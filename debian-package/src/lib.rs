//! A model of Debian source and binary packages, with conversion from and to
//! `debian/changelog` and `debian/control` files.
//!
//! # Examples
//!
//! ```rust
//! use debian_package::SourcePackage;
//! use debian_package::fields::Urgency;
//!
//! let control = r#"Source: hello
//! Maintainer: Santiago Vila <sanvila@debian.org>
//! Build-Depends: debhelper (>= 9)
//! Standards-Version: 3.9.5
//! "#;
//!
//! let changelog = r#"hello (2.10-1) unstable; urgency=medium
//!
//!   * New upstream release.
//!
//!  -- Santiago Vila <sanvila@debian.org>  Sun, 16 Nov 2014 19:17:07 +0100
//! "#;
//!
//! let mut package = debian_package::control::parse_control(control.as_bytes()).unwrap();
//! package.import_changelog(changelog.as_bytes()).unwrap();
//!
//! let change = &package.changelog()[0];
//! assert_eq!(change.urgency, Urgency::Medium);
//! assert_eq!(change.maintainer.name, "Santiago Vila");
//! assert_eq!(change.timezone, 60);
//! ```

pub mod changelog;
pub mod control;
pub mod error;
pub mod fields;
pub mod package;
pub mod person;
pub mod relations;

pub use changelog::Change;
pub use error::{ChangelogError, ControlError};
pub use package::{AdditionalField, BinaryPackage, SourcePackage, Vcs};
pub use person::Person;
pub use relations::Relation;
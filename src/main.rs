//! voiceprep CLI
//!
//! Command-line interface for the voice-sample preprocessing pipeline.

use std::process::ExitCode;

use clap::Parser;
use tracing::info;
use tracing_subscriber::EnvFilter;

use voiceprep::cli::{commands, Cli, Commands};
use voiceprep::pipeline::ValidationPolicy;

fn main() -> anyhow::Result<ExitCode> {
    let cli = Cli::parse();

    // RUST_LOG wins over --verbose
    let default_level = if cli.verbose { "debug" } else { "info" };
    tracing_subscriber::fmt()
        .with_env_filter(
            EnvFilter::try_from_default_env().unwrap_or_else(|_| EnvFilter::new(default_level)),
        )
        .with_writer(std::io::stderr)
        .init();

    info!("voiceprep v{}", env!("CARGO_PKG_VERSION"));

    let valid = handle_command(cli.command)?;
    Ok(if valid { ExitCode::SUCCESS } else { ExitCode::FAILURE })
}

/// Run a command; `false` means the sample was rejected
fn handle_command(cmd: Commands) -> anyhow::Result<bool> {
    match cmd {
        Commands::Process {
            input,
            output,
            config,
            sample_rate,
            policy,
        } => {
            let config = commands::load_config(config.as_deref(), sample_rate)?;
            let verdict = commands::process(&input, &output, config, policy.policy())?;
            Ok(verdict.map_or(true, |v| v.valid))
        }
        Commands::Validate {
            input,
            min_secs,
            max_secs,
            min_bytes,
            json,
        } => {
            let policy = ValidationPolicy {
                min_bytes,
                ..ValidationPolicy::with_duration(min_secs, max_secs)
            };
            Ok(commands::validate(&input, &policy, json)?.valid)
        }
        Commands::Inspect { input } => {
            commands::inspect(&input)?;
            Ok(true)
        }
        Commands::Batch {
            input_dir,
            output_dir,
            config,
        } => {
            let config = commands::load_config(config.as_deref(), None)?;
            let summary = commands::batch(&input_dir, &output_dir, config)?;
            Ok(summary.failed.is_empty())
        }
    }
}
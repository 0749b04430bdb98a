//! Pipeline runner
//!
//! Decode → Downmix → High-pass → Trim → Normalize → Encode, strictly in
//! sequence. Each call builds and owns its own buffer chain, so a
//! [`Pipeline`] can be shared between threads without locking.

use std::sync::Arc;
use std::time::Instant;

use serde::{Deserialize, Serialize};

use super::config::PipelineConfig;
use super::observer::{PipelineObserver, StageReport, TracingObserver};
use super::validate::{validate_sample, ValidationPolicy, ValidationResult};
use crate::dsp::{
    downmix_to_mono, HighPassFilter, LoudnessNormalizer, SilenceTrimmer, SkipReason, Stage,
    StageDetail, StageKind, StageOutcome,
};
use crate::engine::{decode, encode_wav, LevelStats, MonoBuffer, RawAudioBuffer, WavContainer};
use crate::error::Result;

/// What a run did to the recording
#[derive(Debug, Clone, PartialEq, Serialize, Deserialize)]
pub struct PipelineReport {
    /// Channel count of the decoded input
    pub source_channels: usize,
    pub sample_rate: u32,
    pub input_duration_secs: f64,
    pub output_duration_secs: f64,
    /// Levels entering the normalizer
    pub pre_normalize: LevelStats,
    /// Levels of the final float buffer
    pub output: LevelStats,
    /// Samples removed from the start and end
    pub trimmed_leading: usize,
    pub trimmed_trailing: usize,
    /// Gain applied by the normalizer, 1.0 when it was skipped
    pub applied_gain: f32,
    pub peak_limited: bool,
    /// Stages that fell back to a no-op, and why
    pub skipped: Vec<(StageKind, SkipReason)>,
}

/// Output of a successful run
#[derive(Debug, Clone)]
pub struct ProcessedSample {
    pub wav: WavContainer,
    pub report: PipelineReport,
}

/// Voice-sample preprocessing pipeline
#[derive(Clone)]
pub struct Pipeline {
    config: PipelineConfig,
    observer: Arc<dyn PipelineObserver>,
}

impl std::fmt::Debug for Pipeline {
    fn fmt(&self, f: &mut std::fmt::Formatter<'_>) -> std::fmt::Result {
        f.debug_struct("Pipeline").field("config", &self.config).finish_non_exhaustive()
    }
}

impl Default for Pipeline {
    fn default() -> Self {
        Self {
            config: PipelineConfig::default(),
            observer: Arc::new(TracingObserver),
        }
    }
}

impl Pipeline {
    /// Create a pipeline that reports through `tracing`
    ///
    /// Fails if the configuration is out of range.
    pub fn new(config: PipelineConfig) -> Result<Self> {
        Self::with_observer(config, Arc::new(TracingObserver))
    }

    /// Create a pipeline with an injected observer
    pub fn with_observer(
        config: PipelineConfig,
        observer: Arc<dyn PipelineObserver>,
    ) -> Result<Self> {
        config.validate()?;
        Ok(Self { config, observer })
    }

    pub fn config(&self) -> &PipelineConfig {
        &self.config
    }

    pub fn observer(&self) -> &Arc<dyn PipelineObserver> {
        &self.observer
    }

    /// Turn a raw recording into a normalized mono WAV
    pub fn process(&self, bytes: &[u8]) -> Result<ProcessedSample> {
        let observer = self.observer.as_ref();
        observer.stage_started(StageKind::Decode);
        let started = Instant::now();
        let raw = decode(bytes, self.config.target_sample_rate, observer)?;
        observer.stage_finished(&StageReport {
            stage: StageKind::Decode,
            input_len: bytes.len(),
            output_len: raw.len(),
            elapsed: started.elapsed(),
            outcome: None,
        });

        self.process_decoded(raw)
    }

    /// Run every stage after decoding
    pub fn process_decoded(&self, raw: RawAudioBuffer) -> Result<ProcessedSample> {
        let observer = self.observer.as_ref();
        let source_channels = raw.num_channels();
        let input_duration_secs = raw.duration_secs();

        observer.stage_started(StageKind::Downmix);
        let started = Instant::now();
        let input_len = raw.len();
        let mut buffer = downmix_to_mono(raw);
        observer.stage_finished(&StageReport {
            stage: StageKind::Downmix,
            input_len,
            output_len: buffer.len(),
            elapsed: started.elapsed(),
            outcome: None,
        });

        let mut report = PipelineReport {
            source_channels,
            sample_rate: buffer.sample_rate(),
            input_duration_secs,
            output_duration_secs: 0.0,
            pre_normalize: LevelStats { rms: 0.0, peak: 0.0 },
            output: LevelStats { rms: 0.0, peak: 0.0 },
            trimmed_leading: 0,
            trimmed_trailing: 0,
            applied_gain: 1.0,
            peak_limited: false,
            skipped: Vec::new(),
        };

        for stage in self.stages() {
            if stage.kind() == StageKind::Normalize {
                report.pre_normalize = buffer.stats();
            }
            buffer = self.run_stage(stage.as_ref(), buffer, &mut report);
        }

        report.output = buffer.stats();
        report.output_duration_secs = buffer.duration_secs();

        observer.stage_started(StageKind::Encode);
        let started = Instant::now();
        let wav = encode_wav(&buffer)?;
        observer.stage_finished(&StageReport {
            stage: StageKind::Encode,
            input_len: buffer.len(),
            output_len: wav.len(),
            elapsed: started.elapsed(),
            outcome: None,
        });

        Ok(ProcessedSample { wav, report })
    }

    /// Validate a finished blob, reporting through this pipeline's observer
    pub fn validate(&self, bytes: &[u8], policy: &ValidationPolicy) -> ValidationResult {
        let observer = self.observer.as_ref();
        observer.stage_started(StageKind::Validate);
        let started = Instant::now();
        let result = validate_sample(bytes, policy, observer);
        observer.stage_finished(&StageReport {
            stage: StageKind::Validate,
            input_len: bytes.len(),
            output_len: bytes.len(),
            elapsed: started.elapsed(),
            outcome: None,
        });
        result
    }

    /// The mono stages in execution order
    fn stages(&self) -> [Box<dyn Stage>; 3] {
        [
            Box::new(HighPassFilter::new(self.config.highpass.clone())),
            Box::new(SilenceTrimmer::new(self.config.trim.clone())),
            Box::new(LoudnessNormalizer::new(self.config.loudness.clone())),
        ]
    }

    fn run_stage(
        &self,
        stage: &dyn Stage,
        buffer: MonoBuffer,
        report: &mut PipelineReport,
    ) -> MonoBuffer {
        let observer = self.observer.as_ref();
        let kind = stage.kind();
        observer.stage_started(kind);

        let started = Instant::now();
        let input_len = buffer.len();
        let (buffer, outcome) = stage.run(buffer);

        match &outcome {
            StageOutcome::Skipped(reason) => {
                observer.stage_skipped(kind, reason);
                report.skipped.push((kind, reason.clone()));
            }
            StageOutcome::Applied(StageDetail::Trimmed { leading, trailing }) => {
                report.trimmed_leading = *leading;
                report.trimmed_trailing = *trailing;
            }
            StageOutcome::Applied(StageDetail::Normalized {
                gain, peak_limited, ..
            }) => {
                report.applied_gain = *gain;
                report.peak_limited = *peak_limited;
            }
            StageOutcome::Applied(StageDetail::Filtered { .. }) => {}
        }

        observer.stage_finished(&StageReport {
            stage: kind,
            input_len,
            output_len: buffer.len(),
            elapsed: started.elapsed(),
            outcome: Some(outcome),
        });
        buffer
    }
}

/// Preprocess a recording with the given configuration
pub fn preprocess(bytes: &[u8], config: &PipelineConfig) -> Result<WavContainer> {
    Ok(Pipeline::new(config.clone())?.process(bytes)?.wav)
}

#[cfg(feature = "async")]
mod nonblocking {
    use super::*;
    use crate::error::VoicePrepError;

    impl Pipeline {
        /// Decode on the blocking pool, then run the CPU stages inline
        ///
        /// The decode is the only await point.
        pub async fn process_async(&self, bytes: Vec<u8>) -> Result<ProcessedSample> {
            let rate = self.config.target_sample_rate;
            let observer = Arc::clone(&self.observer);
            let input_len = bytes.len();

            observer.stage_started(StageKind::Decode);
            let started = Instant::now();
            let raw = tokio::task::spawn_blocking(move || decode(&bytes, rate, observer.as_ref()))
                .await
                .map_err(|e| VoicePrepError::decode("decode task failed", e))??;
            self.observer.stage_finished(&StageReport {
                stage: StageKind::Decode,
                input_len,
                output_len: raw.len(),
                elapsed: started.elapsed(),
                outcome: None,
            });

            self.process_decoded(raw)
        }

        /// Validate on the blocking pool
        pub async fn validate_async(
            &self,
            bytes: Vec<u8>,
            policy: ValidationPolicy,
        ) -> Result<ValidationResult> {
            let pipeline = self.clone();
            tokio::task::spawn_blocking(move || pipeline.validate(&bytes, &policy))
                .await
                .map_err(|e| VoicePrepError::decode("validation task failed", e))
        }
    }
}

• • • • • • •

**Required action**
Go through the listing above and pull out each line containing the word "HighPassFilter".

**Response to the exercise**
    downmix_to_mono, HighPassFilter, LoudnessNormalizer, SilenceTrimmer, SkipReason, Stage,
            Box::new(HighPassFilter::new(self.config.highpass.clone())),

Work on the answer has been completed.